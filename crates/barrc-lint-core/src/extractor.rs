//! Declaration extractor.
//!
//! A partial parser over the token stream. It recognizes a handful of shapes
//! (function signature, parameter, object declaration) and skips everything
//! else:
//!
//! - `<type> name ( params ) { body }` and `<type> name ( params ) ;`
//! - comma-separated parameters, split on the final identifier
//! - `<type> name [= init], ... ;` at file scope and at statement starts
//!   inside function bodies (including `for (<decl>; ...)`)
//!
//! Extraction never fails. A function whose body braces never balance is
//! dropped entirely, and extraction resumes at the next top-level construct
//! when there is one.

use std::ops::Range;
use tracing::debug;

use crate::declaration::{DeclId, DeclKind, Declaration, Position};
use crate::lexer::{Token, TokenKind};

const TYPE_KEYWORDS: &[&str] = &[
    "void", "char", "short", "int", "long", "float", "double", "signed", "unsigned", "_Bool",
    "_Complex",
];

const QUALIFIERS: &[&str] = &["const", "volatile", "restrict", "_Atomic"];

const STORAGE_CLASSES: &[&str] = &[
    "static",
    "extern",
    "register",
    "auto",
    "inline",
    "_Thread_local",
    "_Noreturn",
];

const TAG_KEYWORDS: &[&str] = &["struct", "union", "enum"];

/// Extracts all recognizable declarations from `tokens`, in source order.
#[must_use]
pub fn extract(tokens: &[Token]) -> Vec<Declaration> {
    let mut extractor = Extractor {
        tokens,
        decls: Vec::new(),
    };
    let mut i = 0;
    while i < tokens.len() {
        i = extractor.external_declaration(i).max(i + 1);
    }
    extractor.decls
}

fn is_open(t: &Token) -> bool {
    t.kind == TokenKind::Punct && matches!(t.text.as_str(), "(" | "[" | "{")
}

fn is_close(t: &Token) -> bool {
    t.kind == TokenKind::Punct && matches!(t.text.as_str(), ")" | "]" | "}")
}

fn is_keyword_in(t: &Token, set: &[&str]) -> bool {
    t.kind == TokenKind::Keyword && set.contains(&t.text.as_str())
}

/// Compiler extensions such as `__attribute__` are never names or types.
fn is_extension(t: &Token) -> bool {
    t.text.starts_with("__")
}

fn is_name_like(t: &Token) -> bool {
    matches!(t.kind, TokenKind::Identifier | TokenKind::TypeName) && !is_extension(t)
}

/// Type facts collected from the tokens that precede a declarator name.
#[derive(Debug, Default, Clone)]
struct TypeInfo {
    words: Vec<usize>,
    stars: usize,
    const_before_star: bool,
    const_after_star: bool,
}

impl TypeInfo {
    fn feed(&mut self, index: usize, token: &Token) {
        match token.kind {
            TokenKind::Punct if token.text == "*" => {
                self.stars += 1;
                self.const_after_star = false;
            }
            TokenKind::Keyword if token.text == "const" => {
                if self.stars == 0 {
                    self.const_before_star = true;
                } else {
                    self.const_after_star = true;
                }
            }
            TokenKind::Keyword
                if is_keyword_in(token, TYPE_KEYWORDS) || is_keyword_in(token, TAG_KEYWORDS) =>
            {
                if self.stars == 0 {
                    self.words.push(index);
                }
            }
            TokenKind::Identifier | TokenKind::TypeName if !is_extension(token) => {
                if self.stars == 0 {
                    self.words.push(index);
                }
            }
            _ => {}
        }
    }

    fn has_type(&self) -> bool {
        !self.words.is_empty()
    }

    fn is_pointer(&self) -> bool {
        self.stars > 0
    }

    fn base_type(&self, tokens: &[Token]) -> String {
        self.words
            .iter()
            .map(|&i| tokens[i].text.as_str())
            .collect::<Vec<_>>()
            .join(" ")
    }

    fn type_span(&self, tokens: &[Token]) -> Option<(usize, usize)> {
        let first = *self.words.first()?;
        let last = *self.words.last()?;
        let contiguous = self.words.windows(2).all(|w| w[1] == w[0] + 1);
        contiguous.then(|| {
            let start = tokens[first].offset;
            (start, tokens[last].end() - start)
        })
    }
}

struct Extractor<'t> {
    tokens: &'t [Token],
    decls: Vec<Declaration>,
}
---
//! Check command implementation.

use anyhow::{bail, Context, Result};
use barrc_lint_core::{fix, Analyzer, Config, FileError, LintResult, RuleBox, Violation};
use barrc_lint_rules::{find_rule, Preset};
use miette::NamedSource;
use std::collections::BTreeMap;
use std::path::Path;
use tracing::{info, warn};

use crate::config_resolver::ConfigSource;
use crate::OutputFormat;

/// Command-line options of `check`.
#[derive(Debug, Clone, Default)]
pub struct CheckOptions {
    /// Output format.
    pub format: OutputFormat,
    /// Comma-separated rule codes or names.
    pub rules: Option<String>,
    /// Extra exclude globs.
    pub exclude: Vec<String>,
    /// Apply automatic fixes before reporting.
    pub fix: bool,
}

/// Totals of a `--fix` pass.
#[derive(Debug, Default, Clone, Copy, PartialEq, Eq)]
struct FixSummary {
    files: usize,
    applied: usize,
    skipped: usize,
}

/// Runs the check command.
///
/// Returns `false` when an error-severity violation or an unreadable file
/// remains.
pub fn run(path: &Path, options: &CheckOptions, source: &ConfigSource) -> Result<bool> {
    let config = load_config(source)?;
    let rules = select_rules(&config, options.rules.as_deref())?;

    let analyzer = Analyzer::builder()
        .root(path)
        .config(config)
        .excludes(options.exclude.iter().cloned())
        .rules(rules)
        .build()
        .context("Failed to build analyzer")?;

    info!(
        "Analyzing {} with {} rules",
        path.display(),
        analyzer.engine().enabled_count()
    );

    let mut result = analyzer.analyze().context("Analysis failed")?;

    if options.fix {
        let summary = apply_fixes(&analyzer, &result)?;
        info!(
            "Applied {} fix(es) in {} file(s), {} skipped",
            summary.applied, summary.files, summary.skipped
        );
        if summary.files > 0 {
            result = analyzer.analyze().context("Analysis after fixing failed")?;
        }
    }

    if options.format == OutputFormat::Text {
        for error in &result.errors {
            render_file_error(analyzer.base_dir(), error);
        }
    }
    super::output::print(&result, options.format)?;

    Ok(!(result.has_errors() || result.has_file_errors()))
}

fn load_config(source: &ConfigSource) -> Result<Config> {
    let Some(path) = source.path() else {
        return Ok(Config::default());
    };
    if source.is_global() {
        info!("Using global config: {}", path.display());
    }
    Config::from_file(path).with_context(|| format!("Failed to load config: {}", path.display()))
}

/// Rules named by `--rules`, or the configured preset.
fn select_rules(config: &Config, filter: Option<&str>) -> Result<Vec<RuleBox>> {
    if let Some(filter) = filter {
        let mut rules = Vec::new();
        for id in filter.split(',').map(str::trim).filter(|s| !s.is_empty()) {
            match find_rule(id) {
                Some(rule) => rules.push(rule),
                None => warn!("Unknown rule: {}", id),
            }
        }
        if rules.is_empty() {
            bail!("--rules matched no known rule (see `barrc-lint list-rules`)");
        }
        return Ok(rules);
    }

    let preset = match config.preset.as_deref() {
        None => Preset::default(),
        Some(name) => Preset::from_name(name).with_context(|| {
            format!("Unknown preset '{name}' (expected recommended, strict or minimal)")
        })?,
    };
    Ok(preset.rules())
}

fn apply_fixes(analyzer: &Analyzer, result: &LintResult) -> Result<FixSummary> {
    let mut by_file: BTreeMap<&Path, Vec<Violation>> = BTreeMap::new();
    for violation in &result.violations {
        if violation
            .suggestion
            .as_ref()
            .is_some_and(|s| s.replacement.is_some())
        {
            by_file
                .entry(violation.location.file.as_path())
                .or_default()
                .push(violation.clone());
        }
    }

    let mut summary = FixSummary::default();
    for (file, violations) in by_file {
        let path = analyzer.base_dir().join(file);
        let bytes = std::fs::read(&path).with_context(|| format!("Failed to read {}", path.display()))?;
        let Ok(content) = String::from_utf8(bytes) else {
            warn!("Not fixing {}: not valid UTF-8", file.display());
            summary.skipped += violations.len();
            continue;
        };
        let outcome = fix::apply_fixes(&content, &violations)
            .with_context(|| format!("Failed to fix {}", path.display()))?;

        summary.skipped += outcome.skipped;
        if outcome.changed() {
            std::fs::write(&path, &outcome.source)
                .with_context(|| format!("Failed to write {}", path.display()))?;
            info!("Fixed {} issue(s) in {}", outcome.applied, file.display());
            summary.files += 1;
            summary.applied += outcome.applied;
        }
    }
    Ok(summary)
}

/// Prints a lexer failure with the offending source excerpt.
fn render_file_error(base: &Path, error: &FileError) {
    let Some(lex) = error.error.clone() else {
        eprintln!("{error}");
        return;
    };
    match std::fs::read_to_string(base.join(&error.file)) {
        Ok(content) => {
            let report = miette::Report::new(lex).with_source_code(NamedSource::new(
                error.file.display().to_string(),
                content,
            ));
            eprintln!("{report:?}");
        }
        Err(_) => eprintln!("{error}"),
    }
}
--
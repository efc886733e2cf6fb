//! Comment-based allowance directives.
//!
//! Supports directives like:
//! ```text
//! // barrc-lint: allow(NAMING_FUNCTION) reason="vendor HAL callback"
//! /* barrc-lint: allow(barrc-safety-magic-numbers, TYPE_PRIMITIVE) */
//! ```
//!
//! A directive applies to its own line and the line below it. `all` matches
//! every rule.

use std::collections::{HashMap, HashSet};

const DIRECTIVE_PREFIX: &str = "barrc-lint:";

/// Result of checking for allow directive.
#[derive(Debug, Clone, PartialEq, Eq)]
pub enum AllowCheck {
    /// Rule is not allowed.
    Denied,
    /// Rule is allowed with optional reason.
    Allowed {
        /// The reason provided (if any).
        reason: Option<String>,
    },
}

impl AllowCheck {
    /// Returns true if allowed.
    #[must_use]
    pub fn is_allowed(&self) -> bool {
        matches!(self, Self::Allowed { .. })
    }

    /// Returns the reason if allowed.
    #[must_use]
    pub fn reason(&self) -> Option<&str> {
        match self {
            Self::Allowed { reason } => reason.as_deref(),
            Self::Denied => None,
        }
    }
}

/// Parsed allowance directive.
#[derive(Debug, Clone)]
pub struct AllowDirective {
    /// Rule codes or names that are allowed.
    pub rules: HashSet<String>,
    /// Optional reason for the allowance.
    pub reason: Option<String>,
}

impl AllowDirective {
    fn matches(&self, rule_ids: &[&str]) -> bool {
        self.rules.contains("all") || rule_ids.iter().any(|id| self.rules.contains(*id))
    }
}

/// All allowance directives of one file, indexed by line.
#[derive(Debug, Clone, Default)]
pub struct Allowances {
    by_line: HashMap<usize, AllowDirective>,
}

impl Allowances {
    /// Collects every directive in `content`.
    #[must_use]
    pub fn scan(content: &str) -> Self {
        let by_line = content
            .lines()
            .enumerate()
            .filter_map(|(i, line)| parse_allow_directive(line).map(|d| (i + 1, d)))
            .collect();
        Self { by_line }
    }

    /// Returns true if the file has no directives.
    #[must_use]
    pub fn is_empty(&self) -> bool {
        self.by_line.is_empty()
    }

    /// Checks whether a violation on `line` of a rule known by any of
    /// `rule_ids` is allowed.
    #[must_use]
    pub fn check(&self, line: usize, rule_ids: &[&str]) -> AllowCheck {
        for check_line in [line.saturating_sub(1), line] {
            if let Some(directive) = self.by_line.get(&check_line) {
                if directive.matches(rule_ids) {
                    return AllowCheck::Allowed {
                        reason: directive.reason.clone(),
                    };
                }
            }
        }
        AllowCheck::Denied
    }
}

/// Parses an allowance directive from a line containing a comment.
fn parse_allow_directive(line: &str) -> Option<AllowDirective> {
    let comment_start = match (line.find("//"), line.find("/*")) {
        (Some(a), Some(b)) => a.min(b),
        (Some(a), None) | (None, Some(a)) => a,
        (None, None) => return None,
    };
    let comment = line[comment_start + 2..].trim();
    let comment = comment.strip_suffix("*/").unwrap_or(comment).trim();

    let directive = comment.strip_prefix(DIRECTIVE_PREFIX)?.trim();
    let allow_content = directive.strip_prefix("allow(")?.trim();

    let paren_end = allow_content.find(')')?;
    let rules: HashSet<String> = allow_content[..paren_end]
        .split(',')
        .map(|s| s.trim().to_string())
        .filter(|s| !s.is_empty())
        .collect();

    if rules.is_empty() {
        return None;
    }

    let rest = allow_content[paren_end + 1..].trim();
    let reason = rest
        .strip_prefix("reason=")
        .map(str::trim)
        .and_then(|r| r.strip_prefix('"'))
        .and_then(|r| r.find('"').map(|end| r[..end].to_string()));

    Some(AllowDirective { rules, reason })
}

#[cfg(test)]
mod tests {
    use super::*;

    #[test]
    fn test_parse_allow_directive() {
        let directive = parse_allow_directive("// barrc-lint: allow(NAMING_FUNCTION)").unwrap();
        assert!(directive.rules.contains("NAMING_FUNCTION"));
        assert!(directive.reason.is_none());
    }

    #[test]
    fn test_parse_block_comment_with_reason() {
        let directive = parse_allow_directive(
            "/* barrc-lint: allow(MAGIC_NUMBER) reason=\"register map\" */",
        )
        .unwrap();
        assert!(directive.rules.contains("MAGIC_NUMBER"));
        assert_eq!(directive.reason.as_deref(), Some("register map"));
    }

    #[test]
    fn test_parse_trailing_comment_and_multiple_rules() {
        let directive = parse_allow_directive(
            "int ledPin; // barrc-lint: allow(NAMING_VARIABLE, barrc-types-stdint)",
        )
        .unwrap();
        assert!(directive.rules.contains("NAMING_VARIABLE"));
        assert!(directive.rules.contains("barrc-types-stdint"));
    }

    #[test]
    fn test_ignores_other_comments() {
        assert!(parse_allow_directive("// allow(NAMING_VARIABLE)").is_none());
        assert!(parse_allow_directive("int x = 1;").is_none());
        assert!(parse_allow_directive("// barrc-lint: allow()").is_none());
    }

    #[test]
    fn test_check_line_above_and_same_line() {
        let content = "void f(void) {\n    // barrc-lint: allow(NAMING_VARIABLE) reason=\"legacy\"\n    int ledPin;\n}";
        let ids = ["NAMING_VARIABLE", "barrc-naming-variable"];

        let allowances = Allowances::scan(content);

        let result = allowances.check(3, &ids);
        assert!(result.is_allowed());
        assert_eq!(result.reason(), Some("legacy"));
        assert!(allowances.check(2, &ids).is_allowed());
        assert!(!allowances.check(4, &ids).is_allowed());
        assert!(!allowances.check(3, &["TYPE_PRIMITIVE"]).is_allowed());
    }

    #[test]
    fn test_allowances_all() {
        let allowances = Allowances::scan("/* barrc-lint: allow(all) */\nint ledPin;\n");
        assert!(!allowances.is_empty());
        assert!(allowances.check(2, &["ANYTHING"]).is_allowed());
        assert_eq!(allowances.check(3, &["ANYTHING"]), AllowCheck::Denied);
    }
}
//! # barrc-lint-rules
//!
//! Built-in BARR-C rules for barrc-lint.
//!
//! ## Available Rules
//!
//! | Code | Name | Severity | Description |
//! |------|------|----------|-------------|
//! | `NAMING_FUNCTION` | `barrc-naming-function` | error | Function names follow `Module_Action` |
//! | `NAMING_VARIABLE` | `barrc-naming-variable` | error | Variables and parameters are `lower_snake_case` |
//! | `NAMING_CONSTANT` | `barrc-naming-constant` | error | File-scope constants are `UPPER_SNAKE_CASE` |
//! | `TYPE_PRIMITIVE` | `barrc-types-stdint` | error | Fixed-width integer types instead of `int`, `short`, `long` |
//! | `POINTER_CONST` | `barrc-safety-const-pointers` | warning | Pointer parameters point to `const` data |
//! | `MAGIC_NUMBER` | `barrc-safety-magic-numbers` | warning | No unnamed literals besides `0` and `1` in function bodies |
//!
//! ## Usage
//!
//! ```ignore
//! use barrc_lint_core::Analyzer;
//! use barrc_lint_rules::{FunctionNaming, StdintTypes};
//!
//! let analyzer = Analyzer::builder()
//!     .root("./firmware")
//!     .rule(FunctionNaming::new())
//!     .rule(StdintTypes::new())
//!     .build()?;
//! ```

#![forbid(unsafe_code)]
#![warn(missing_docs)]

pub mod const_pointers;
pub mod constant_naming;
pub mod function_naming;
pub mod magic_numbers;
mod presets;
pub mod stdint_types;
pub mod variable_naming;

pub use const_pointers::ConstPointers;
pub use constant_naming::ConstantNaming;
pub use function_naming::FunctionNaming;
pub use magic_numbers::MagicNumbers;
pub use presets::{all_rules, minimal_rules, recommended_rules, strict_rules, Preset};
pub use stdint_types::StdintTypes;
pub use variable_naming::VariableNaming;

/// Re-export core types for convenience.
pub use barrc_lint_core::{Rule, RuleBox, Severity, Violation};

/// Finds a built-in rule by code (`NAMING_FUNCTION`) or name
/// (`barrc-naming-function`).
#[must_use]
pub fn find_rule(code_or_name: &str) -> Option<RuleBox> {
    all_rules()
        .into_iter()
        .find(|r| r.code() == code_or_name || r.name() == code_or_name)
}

What needs to be done: Look through the entries above and quote exactly the lines from the line with "filename crates/barrc-lint-core/src/extractor.rs" to the line with "fn is_keyword_in(t: &Token, set: &[&str])", counting both of those lines.

Solved exercise:
filename crates/barrc-lint-core/src/extractor.rs
//! Declaration extractor.
//!
//! A partial parser over the token stream. It recognizes a handful of shapes
//! (function signature, parameter, object declaration) and skips everything
//! else:
//!
//! - `<type> name ( params ) { body }` and `<type> name ( params ) ;`
//! - comma-separated parameters, split on the final identifier
//! - `<type> name [= init], ... ;` at file scope and at statement starts
//!   inside function bodies (including `for (<decl>; ...)`)
//!
//! Extraction never fails. A function whose body braces never balance is
//! dropped entirely, and extraction resumes at the next top-level construct
//! when there is one.

use std::ops::Range;
use tracing::debug;

use crate::declaration::{DeclId, DeclKind, Declaration, Position};
use crate::lexer::{Token, TokenKind};

const TYPE_KEYWORDS: &[&str] = &[
    "void", "char", "short", "int", "long", "float", "double", "signed", "unsigned", "_Bool",
    "_Complex",
];

const QUALIFIERS: &[&str] = &["const", "volatile", "restrict", "_Atomic"];

const STORAGE_CLASSES: &[&str] = &[
    "static",
    "extern",
    "register",
    "auto",
    "inline",
    "_Thread_local",
    "_Noreturn",
];

const TAG_KEYWORDS: &[&str] = &["struct", "union", "enum"];

/// Extracts all recognizable declarations from `tokens`, in source order.
#[must_use]
pub fn extract(tokens: &[Token]) -> Vec<Declaration> {
    let mut extractor = Extractor {
        tokens,
        decls: Vec::new(),
    };
    let mut i = 0;
    while i < tokens.len() {
        i = extractor.external_declaration(i).max(i + 1);
    }
    extractor.decls
}

fn is_open(t: &Token) -> bool {
    t.kind == TokenKind::Punct && matches!(t.text.as_str(), "(" | "[" | "{")
}

fn is_close(t: &Token) -> bool {
    t.kind == TokenKind::Punct && matches!(t.text.as_str(), ")" | "]" | "}")
}

fn is_keyword_in(t: &Token, set: &[&str]) -> bool {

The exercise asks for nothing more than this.